Fine-Grained Complexity 20224191


  • Here is the exam, due on March 1st 10pm: [exam link]. 
  • For the benefit of future offerings of this course, please fill out this feedback form.
  • The fourth (and last) Problem Set is out! Due on January 26th.
  • From now on, all lectures will be virtual: zoom link

Course details:

Lectures: Mondays 2:15-4:00pm, via Zoom

TA: Tomer Grossman.

Prerequisites: a basic course in Algorithms, and a basic course in Complexity/Computability.

Other: HW every other week, take-home exam, video recordings will (probably) be availble. 

Topics by week:

25.10.21 - Week 1: Overview. [Recording] [Slides] [Survey by Virginia Vassilevska Williams]

1.11.21 - Week 2: 3SUM: Equivalent Versions. [Recording] [Notes]

8.11.21 - Cancelled. 

15.11.21 - Week 3: 3SUM Hard Problems. [Recording] [Part 1: Slides] [Part 2: Notes]

22.11.21 - Week 4: Triangles, Matrix Mult, and APSP [Recording] [Notes] [Notes from MIT]

29.11.21 - Week 5: APSP-Hard Problems [Recording] [Notes]

6.12.21 - Week 6: The Strong Exponential Time Hypothesis [Recording] [Notes] [Detailed notes from MPI] [More on SAT algorithms from MIT]

13.12.21 - Week 7: SETH-Hard Problems. [Recording] [Notes: part 1, part 2]

20.12.21 - Week 8: Hardness for Longest Common Subsequence. [Recording pw: fgcweizmann1] [Part 1: Slides and Detailed notes from MPI] [Part 2: Overview]

27.12.21 - Week 9: Barriers for Reductions. [Recording] [Notes] [The NSETH paper]

3.1.22 - Week 10: Dynamic Graph Problems. [Recording] [Slides+Notes]

10.1.22 - Bonus Guest Lecture by Karthik C.S.: Hardness of Approximation and Parameterized Comeplxity. [Recording] [Slides]

17.1.22 - Week 12: k-Clique. [Recording] [Slides+Notes]

24.1.22 - Week 13: Conclusion. [Feedback form] [Recording] [Slides+Notes]

Problem Sets:

List of open questions that we saw in class (ideas for research projects): [Open Questions]

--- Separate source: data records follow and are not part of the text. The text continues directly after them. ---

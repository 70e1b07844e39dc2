use std::time::Duration;

use sinking_hotel_core::{
    Command, Event, GuestActivity, GuestId, GuestProfile, GuestRoute, GuestTuning,
    LuxuryMultiplier, NeedAllotment, NeedType, Position, RoomId, RoomShape, RoomTemplate,
    RoomTemplateId, TileOffset,
};
use sinking_hotel_world::{apply, query, World, WorldConfig};

const STANDARD_ROOM: RoomTemplateId = RoomTemplateId::new(0);
const PREMIUM_ROOM: RoomTemplateId = RoomTemplateId::new(1);
const MAX_RATING: u32 = 5;

fn single_room(luxury: LuxuryMultiplier) -> RoomTemplate {
    RoomTemplate {
        label: String::from("Suite"),
        shape: RoomShape::rectangle("single", 1, 1),
        capacity: 1,
        purchase_price: 40.0,
        rent_multiplier: 1.0,
        satisfied_needs: vec![NeedType::Rest, NeedType::Dining],
        door_offset: TileOffset::new(0, 0),
        luxury,
        fulfilling_rate: 1.0,
    }
}

fn world() -> World {
    World::new(WorldConfig {
        catalog: vec![
            single_room(LuxuryMultiplier::STANDARD),
            single_room(LuxuryMultiplier::PREMIUM),
        ],
        guests: GuestTuning {
            wander_chance: 0.0,
            ..GuestTuning::default()
        },
        ..WorldConfig::default()
    })
}

fn spawn(luxury: LuxuryMultiplier, needs: &[(NeedType, f32)]) -> Command {
    Command::SpawnGuest {
        profile: GuestProfile {
            luxury,
            needs: needs
                .iter()
                .map(|&(need, secs)| NeedAllotment::new(need, secs))
                .collect(),
        },
        route: GuestRoute {
            spawn: Position::new(0.0, 0.0),
            entrance: Position::new(0.0, 0.0),
            exit: Position::new(0.0, 0.0),
            despawn: Position::new(-2.0, 0.0),
        },
    }
}

fn tick(world: &mut World) -> Vec<Event> {
    let mut events = Vec::new();
    apply(
        world,
        Command::Tick {
            dt: Duration::from_millis(500),
        },
        &mut events,
    );
    events
}

fn submit(world: &mut World, command: Command) -> Vec<Event> {
    let mut events = Vec::new();
    apply(world, command, &mut events);
    events
}

fn build(world: &mut World, template: RoomTemplateId, x: i32) {
    let events = submit(
        world,
        Command::BuildRoom {
            template,
            origin: TileOffset::new(x, 0),
        },
    );
    assert!(
        events
            .iter()
            .any(|event| matches!(event, Event::RoomBuilt { .. })),
        "room was not built: {events:?}"
    );
}

fn guest(world: &World, id: u32) -> sinking_hotel_core::GuestSnapshot {
    query::guest(world, GuestId::new(id)).expect("guest present")
}

#[test]
fn budget_depletes_exactly_as_needs_are_fulfilled() {
    let mut world = world();
    build(&mut world, STANDARD_ROOM, 0);
    let _ = submit(
        &mut world,
        spawn(
            LuxuryMultiplier::STANDARD,
            &[(NeedType::Rest, 10.0), (NeedType::Dining, 10.0)],
        ),
    );
    assert!((guest(&world, 0).budget - 20.0).abs() < f32::EPSILON);

    let _ = tick(&mut world);
    assert_eq!(guest(&world, 0).activity, GuestActivity::Waiting);
    let events = tick(&mut world);
    assert!(events.contains(&Event::GuestEnteredRoom {
        guest: GuestId::new(0),
        room: RoomId::new(0),
    }));
    let money_before = query::economy(&world).money;

    for _ in 0..19 {
        let _ = tick(&mut world);
    }
    let staying = guest(&world, 0);
    assert_eq!(staying.activity, GuestActivity::Enjoying);
    assert!((staying.budget - 1.0).abs() < 1e-5);
    assert_eq!(
        staying.needs,
        vec![(NeedType::Rest, 0.5), (NeedType::Dining, 0.5)]
    );

    let _ = tick(&mut world);
    let drained = guest(&world, 0);
    assert_eq!(drained.budget, 0.0);
    assert!(drained.needs.is_empty());
    assert!((query::economy(&world).money - money_before - 20.0).abs() < 1e-3);

    let events = tick(&mut world);
    assert!(events.contains(&Event::ReviewPosted {
        guest: GuestId::new(0),
        score: MAX_RATING,
    }));
    assert_eq!(guest(&world, 0).activity, GuestActivity::Leaving);
    assert_eq!(query::reviews(&world), vec![MAX_RATING]);
    assert!((query::economy(&world).rating - MAX_RATING as f32).abs() < f32::EPSILON);
    let room = query::room(&world, RoomId::new(0)).expect("room stands");
    assert_eq!(room.guest_count, 0);
}

#[test]
fn leaving_guests_walk_to_the_despawn_point() {
    let mut world = world();
    build(&mut world, STANDARD_ROOM, 0);
    let _ = submit(
        &mut world,
        spawn(LuxuryMultiplier::STANDARD, &[(NeedType::Rest, 10.0)]),
    );
    let _ = tick(&mut world);
    let _ = tick(&mut world);

    let events = submit(
        &mut world,
        Command::ForceGuestLeave {
            guest: GuestId::new(0),
        },
    );
    assert!(events.contains(&Event::GuestLeaving {
        guest: GuestId::new(0)
    }));
    assert!(events.contains(&Event::ReviewPosted {
        guest: GuestId::new(0),
        score: MAX_RATING,
    }));
    assert!(guest(&world, 0).needs.is_empty());

    let repeated = submit(
        &mut world,
        Command::ForceGuestLeave {
            guest: GuestId::new(0),
        },
    );
    assert!(repeated.is_empty());

    let mut despawned = false;
    for _ in 0..10 {
        if tick(&mut world).contains(&Event::GuestDespawned {
            guest: GuestId::new(0),
        }) {
            despawned = true;
            break;
        }
    }
    assert!(despawned);
    assert!(query::guest_view(&world).is_empty());
    assert_eq!(query::reviews(&world).len(), 1);
}

#[test]
fn guests_prefer_rooms_of_their_luxury_tier() {
    let mut world = world();
    build(&mut world, STANDARD_ROOM, 0);
    build(&mut world, PREMIUM_ROOM, 1);
    let _ = submit(
        &mut world,
        spawn(LuxuryMultiplier::PREMIUM, &[(NeedType::Rest, 5.0)]),
    );

    let _ = tick(&mut world);
    let _ = tick(&mut world);

    assert_eq!(guest(&world, 0).room, Some(RoomId::new(1)));
}

#[test]
fn guests_fall_back_to_other_tiers_and_pay_luxury_rent() {
    let mut world = world();
    build(&mut world, PREMIUM_ROOM, 0);
    let _ = submit(
        &mut world,
        spawn(LuxuryMultiplier::STANDARD, &[(NeedType::Rest, 10.0)]),
    );
    let _ = tick(&mut world);
    let _ = tick(&mut world);
    assert_eq!(guest(&world, 0).room, Some(RoomId::new(0)));

    let _ = tick(&mut world);
    assert!((guest(&world, 0).budget - 9.0).abs() < 1e-5);
}

#[test]
fn full_rooms_leave_guests_waiting() {
    let mut world = world();
    build(&mut world, STANDARD_ROOM, 0);
    let _ = submit(
        &mut world,
        spawn(LuxuryMultiplier::STANDARD, &[(NeedType::Rest, 10.0)]),
    );
    let _ = submit(
        &mut world,
        spawn(LuxuryMultiplier::STANDARD, &[(NeedType::Rest, 10.0)]),
    );

    let _ = tick(&mut world);
    let _ = tick(&mut world);

    assert_eq!(guest(&world, 0).activity, GuestActivity::Enjoying);
    assert_eq!(guest(&world, 1).activity, GuestActivity::Waiting);
    let room = query::room(&world, RoomId::new(0)).expect("room stands");
    assert_eq!(room.guest_count, 1);
}

#[test]
fn guests_without_matching_rooms_eventually_leave_with_a_bad_review() {
    let mut world = world();
    let _ = submit(
        &mut world,
        spawn(LuxuryMultiplier::STANDARD, &[(NeedType::Wellness, 2.0)]),
    );

    let mut review = None;
    for _ in 0..20 {
        for event in tick(&mut world) {
            if let Event::ReviewPosted { score, .. } = event {
                review = Some(score);
            }
        }
    }

    let score = review.expect("guest left");
    assert!((1..=MAX_RATING).contains(&score));
    assert!(score < MAX_RATING);
}

#[test]
fn despawning_every_guest_frees_rooms_without_reviews() {
    let mut world = world();
    build(&mut world, STANDARD_ROOM, 0);
    let _ = submit(
        &mut world,
        spawn(LuxuryMultiplier::STANDARD, &[(NeedType::Rest, 10.0)]),
    );
    let _ = tick(&mut world);
    let _ = tick(&mut world);

    let events = submit(&mut world, Command::DespawnAllGuests);

    assert_eq!(
        events,
        vec![Event::GuestDespawned {
            guest: GuestId::new(0)
        }]
    );
    assert!(query::guest_view(&world).is_empty());
    assert!(query::reviews(&world).is_empty());
    let room = query::room(&world, RoomId::new(0)).expect("room stands");
    assert_eq!(room.guest_count, 0);
}

#[test]
fn review_history_is_bounded_and_averaged() {
    let mut world = world();
    for _ in 0..12 {
        let _ = submit(
            &mut world,
            spawn(LuxuryMultiplier::STANDARD, &[(NeedType::Rest, 10.0)]),
        );
    }

    let events = submit(&mut world, Command::ForceAllGuestsLeave);

    let posted = events
        .iter()
        .filter(|event| matches!(event, Event::ReviewPosted { .. }))
        .count();
    assert_eq!(posted, 12);
    let reviews = query::reviews(&world);
    assert_eq!(reviews.len(), 10);
    let mean = reviews.iter().sum::<u32>() as f32 / reviews.len() as f32;
    let economy = query::economy(&world);
    assert!((economy.rating - mean).abs() < 1e-5);
    assert!(economy.rating <= economy.max_rating as f32);
    assert_eq!(economy.review_count, 10);
}

#[test]
fn guest_wanders_inside_a_room_and_walks_back_to_the_door() {
    let hall = RoomTemplate {
        label: String::from("Hall"),
        shape: RoomShape::rectangle("hall", 4, 1),
        capacity: 1,
        purchase_price: 40.0,
        rent_multiplier: 1.0,
        satisfied_needs: vec![NeedType::Rest],
        door_offset: TileOffset::new(0, 0),
        luxury: LuxuryMultiplier::STANDARD,
        fulfilling_rate: 1.0,
    };
    let tuning = GuestTuning {
        wander_chance: 1.0,
        ..GuestTuning::default()
    };
    let tolerance = tuning.min_target_distance + 1e-4;
    let mut world = World::new(WorldConfig {
        catalog: vec![hall],
        guests: tuning,
        ..WorldConfig::default()
    });
    build(&mut world, STANDARD_ROOM, 0);
    let _ = submit(
        &mut world,
        spawn(LuxuryMultiplier::STANDARD, &[(NeedType::Rest, 5.0)]),
    );
    let door = Position::new(0.0, 0.0);

    let mut furthest = 0.0_f32;
    let mut left_from = None;
    let mut despawned = false;
    let mut reviews = Vec::new();
    for _ in 0..400 {
        let mut events = Vec::new();
        apply(
            &mut world,
            Command::Tick {
                dt: Duration::from_millis(100),
            },
            &mut events,
        );
        for event in &events {
            if let Event::ReviewPosted { score, .. } = event {
                reviews.push(*score);
            }
        }
        if events.contains(&Event::GuestDespawned {
            guest: GuestId::new(0),
        }) {
            despawned = true;
            break;
        }

        let snapshot = guest(&world, 0);
        match snapshot.activity {
            GuestActivity::Enjoying => furthest = furthest.max(snapshot.position.x),
            GuestActivity::Leaving if left_from.is_none() => {
                left_from = Some(snapshot.position);
            }
            _ => {}
        }
    }

    assert!(
        furthest >= 1.0 - tolerance,
        "guest never left the door tile while staying"
    );
    let left_from = left_from.expect("guest started leaving");
    assert!(
        left_from.distance(door) <= tolerance,
        "guest started leaving away from the door: {left_from:?}"
    );
    assert!(despawned, "guest never reached the despawn point");
    assert_eq!(reviews, vec![MAX_RATING]);
}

Whereas traditional complexity theory classifies problems into polynomial time solvable (easy) or NP-hard, a more modern complexity theory aims to achieve a more fine-grained classification. For example, we'd like to know if the time complexity is near-linear or quadratic? This is motivated by the fact that, with the growing sizes of data, even quadratic time can be impractical. 

This course will present the current approach for obtaining fine-grained complexity results: we start with a small set of conjectures (similar to P \neq NP) about the exact complexity of certain core problems and devise a host of combinatorial reductions to achieve fine-grained lower bounds for many other problems.

The course will cover:

  • The main conjectured-to-be-hard problems, what we know about them algorithmically, and how to reduce them to other problems. These problems include: k-SAT, 3-SUM, All-Pairs Shortest Paths, and k-Clique.
  • Various examples of fine-grained results for important problems on strings (e.g. Edit-Distance), graphs (e.g. Diameter), and geometric data (e.g. Closest Pair).
  • Other topics such as hardness of approximation, parameterized complexity, and barriers for reductions.

Learning outcomes:

  1. Whereas a basic course in complexity theory provides the students with tools to prove whether a problem that they encounter is in P or not (assuming P \neq NP), this course provides them with tools to prove whether a problem is in near-linear time or probably not (assuming certain conjectures).
  2. Familiarity with the most basic computational problems that are not known to be solvable in near-linear time.
  3. Ability to understand state of the art research in fine-grained complexity.